Invocation Dispatcher

  • Maps tool call names back to source (native / action / skill / external)
  • Routes to the appropriate executor
  • Wraps parameter parsing, audit, timeout, and result propagation

Execution Backend

  • Unified workspace execution environment (shell, file I/O, process management)
  • Abstracts local execution, self-hosted sandbox pods, and future E2B-like host backends
  • workspaces always create backend sessions and run through the same execution path

Hook Runtime

  • Executes lifecycle hooks (run events) and interceptor hooks (tool / model events)
  • Allows controlled modification of requests and execution logic within safety bounds
Mode Description
oah-api + embedded worker Smallest deployment. One API process directly hosts the embedded worker.
oah-api + oah-controller + oah-sandbox Preferred main mode. oah-api handles ingress, oah-controller handles the control plane, and oah-sandbox hosts the standalone worker.
Standalone worker in sandbox The typical standalone-worker deployment shape. The worker runs inside a self-hosted sandbox or an E2B sandbox.
oah-api + oah-controller + E2B sandbox Remote sandbox form.

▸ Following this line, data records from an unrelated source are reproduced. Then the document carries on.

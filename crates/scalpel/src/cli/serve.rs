//! `scalpel serve`: run the web dashboard.

use scalpel::dashboard::{self, AppState};
use scalpel::ScalpelConfig;
use scalpel_db::ScalpelDb;
use tokio::net::TcpListener;
use tracing::info;

#[derive(Debug, clap::Args)]
pub struct ServeArgs {
    /// Address to listen on (overrides the config)
    #[arg(long)]
    pub listen: Option<String>,
}

pub fn run(args: ServeArgs, config: ScalpelConfig) -> anyhow::Result<()> {
    let listen = args.listen.unwrap_or_else(|| config.listen_addr.clone());

    // The dashboard is long-lived; give it a multi-threaded runtime.
    let rt = tokio::runtime::Builder::new_multi_thread()
        .enable_all()
        .build()?;
    rt.block_on(async move {
        let db = ScalpelDb::open(&config.database_path).await?;
        let listener = TcpListener::bind(listen.as_str()).await?;
        println!("Dashboard on http://{}", listener.local_addr()?);
        dashboard::serve(AppState::new(db, config), listener, shutdown_signal()).await?;
        info!("Dashboard stopped");
        Ok::<(), anyhow::Error>(())
    })
}

async fn shutdown_signal() {
    if let Err(e) = tokio::signal::ctrl_c().await {
        tracing::error!(error = %e, "Failed to listen for Ctrl+C");
        std::future::pending::<()>().await;
    }
}
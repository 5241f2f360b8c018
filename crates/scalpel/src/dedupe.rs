//! Duplicate export cleanup.
//!
//! Re-exporting a camera often leaves `General_3.mp4` next to
//! `General_3 (1).mp4` or `General_3_2.mp4`. Files are grouped by
//! (directory, camera base name, extension); one file per group is kept and
//! the rest are reported, or deleted when applying.

use serde::Serialize;
use std::collections::BTreeMap;
use std::fs;
use std::path::{Path, PathBuf};
use std::time::SystemTime;
use thiserror::Error;
use tracing::{debug, info, warn};
use walkdir::WalkDir;

use crate::inventory::BYTES_PER_MB;

/// Exported camera names that get duplicated.
pub const BASE_NAMES: [&str; 4] = ["Cart_Center_2", "Cart_LT_4", "Cart_RT_1", "General_3"];
/// What may follow the base name in a duplicate's stem.
pub const SEPARATORS: [char; 4] = ['_', ' ', '-', '('];
pub const EXTENSIONS: [&str; 2] = ["mp4", "avi"];
pub const DEFAULT_MIN_VALID_MB: u64 = 1;

#[derive(Error, Debug)]
pub enum DedupeError {
    #[error("Root path not found: {0}")]
    RootNotFound(PathBuf),

    #[error("Root path is not a directory: {0}")]
    RootNotADirectory(PathBuf),
}

#[derive(Debug, Clone, Copy)]
pub struct DedupeOptions {
    /// Delete the duplicates instead of only reporting them
    pub apply: bool,
    /// Files smaller than this are never preferred as the keeper
    pub min_valid_mb: u64,
}

impl Default for DedupeOptions {
    fn default() -> Self {
        Self {
            apply: false,
            min_valid_mb: DEFAULT_MIN_VALID_MB,
        }
    }
}

#[derive(Debug, Clone, Serialize)]
pub struct ExportFile {
    pub path: PathBuf,
    pub size_bytes: u64,
    #[serde(skip)]
    pub modified: Option<SystemTime>,
    pub canonical: bool,
}

#[derive(Debug, Clone, Serialize)]
pub struct DuplicateGroup {
    pub dir: PathBuf,
    pub base: &'static str,
    pub extension: String,
    pub keep: ExportFile,
    pub remove: Vec<ExportFile>,
}

#[derive(Debug, Clone, Default, Serialize)]
pub struct DedupeReport {
    pub root: PathBuf,
    pub files_seen: usize,
    pub groups: Vec<DuplicateGroup>,
    pub applied: bool,
    pub removed: Vec<PathBuf>,
    /// Files that could not be deleted, with the reason
    pub failed: Vec<(PathBuf, String)>,
}

impl DedupeReport {
    pub fn duplicate_count(&self) -> usize {
        self.groups.iter().map(|g| g.remove.len()).sum()
    }

    pub fn reclaimable_bytes(&self) -> u64 {
        self.groups
            .iter()
            .flat_map(|g| g.remove.iter())
            .map(|f| f.size_bytes)
            .sum()
    }
}

/// Base name whose duplicate pattern `stem` matches.
pub fn match_base(stem: &str) -> Option<&'static str> {
    BASE_NAMES.into_iter().find(|base| {
        stem == *base
            || stem
                .strip_prefix(base)
                .and_then(|rest| rest.chars().next())
                .is_some_and(|c| SEPARATORS.contains(&c))
    })
}

/// Find duplicate exports under `root` and, with `apply`, delete them.
pub fn dedupe_exports(root: &Path, options: &DedupeOptions) -> Result<DedupeReport, DedupeError> {
    if !root.exists() {
        return Err(DedupeError::RootNotFound(root.to_path_buf()));
    }
    if !root.is_dir() {
        return Err(DedupeError::RootNotADirectory(root.to_path_buf()));
    }

    let mut grouped: BTreeMap<(PathBuf, &'static str, String), Vec<ExportFile>> = BTreeMap::new();
    let mut files_seen = 0;

    for entry in WalkDir::new(root).follow_links(false) {
        let entry = match entry {
            Ok(e) => e,
            Err(err) => {
                warn!(error = %err, "Skipping unreadable entry");
                continue;
            }
        };
        if !entry.file_type().is_file() {
            continue;
        }
        let path = entry.path();
        let Some(ext) = path
            .extension()
            .and_then(|e| e.to_str())
            .map(str::to_ascii_lowercase)
            .filter(|e| EXTENSIONS.contains(&e.as_str()))
        else {
            continue;
        };
        let Some(base) = path.file_stem().and_then(|s| s.to_str()).and_then(match_base) else {
            continue;
        };
        let meta = match entry.metadata() {
            Ok(m) => m,
            Err(err) => {
                warn!(path = %path.display(), error = %err, "Cannot stat file");
                continue;
            }
        };

        files_seen += 1;
        let canonical = path
            .file_name()
            .and_then(|n| n.to_str())
            .is_some_and(|n| n.eq_ignore_ascii_case(&format!("{}.{}", base, ext)));
        let dir = path.parent().unwrap_or(root).to_path_buf();
        grouped.entry((dir, base, ext)).or_default().push(ExportFile {
            path: path.to_path_buf(),
            size_bytes: meta.len(),
            modified: meta.modified().ok(),
            canonical,
        });
    }

    let min_valid_bytes = options.min_valid_mb.saturating_mul(BYTES_PER_MB);
    let groups: Vec<DuplicateGroup> = grouped
        .into_iter()
        .filter(|(_, files)| files.len() > 1)
        .filter_map(|((dir, base, extension), files)| {
            let (keep, remove) = choose_keeper(files, min_valid_bytes)?;
            Some(DuplicateGroup {
                dir,
                base,
                extension,
                keep,
                remove,
            })
        })
        .collect();

    let mut report = DedupeReport {
        root: root.to_path_buf(),
        files_seen,
        groups,
        applied: options.apply,
        ..DedupeReport::default()
    };
    info!(
        root = %root.display(),
        files = files_seen,
        groups = report.groups.len(),
        duplicates = report.duplicate_count(),
        apply = options.apply,
        "Duplicate scan finished"
    );

    if options.apply {
        let targets: Vec<PathBuf> = report
            .groups
            .iter()
            .flat_map(|g| g.remove.iter().map(|f| f.path.clone()))
            .collect();
        for path in targets {
            match fs::remove_file(&path) {
                Ok(()) => {
                    debug!(path = %path.display(), "Removed duplicate");
                    report.removed.push(path);
                }
                Err(err) => {
                    warn!(path = %path.display(), error = %err, "Could not delete duplicate");
                    report.failed.push((path, err.to_string()));
                }
            }
        }
    }

    Ok(report)
}

/// Keep the canonical `<base>.<ext>` file when it is big enough, otherwise
/// the largest file, then the newest.
fn choose_keeper(
    mut files: Vec<ExportFile>,
    min_valid_bytes: u64,
) -> Option<(ExportFile, Vec<ExportFile>)> {
    let canonical = files
        .iter()
        .position(|f| f.canonical && f.size_bytes >= min_valid_bytes);
    let idx = match canonical {
        Some(idx) => idx,
        None => {
            files
                .iter()
                .enumerate()
                .max_by(|(_, a), (_, b)| {
                    (a.size_bytes, a.modified).cmp(&(b.size_bytes, b.modified))
                })?
                .0
        }
    };
    let keep = files.remove(idx);
    files.sort_by(|a, b| a.path.cmp(&b.path));
    Some((keep, files))
}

The standalone worker runs inside a real E2B sandbox while API and control-plane semantics stay the same.

7. Request Flow

sequenceDiagram
    participant Client
    participant API as API Server
    participant Controller
    participant Worker
    participant Model as LLM Provider
    participant Dispatcher as Invocation Dispatcher
    participant Runtime as Action/Skill/Tool/Native Runtime
    participant DB as PostgreSQL
    participant Redis
    participant OSS as Object Storage

    Client->>API: POST /sessions/:id/messages
    API->>DB: persist message
    API->>DB: create run
    API->>Redis: enqueue run by session / workspace
    API->>Controller: resolve or assign owner worker
    API-->>Client: 202 Accepted

    API->>Worker: route request to owner worker
    Worker->>OSS: materialize workspace if needed
    Worker->>Redis: publish ownership / heartbeat
    Worker->>DB: load session and history
    Worker->>Model: start agent loop
    Model-->>Worker: tool call
    Worker->>Dispatcher: dispatch tool call
    Dispatcher->>Runtime: execute
    Runtime-->>Dispatcher: result
    Dispatcher-->>Worker: invocation result
    Worker->>Model: continue loop
    Model-->>Worker: final output
    Worker->>DB: persist result and run status
    Worker->>Redis: publish events
    Worker-->>Client: SSE events via API Server
    Worker->>OSS: flush on idle / drain when needed

8. Key Architecture Decisions

  • No built-in user system -- consumes external identity and access context
  • Workspace is the configuration and capability discovery boundary; .openharness/settings.yaml is the entry point
  • Platform built-in agents merge with workspace agents; workspace agents override on name collision
  • Runtimes are for initialization only -- runtime reads current workspace files
  • workspaces are managed under workspace_dir; runtimes are only initialization sources
  • AGENTS.md is injected verbatim (no summarization)
  • Agents defined via agents/*.md -- frontmatter for config, body for system prompt
  • Model / Hook / Tool Server configs use declarative YAML
  • Actions use actions/*/ACTION.yaml; Skills use skills/*/SKILL.md
  • All capabilities are unified as tool calling for the LLM, but stay separate in domain and governance
  • Worker is the unified execution role; sandbox is only the worker host environment, not the primary runtime term
  • Sandbox Host API is the host compatibility boundary; the first implementation should be the self-hosted sandbox pod, with E2B as a later pluggable backend rather than the primary architecture vocabulary
  • Controller is the unified control-plane role; it owns placement, lifecycle, and capacity rather than direct business execution
  • For remote sandbox providers, the controller owns both logical sandbox-fleet sizing and scale-target reconciliation; the local Compose stack applies that through oah-compose-scaler, while Kubernetes applies it through Deployment /scale
  • workspace -> owner worker is the routing truth for execution and file access; ownerId is used for affinity scheduling and must not be treated as a second ownership source of truth
  • While active, a workspace's read/write truth lives in the owner worker's Active Workspace Copy; after flush / evict, truth returns to OSS / external storage
  • Default trusted intranet environment -- no strong container isolation by default; if the platform is exposed more broadly, sandbox backend hardening should be prioritized
  • PostgreSQL is the central source of truth; local workspace state files do not serve as a cross-process sync mechanism

9. Technology

Layer Choice
Language TypeScript / Node.js
API OpenAPI 3.1 + HTTP + SSE
Database PostgreSQL
Queue & coordination Redis
Local runtime data SQLite
Model layer Vercel AI SDK + dual-layer model registry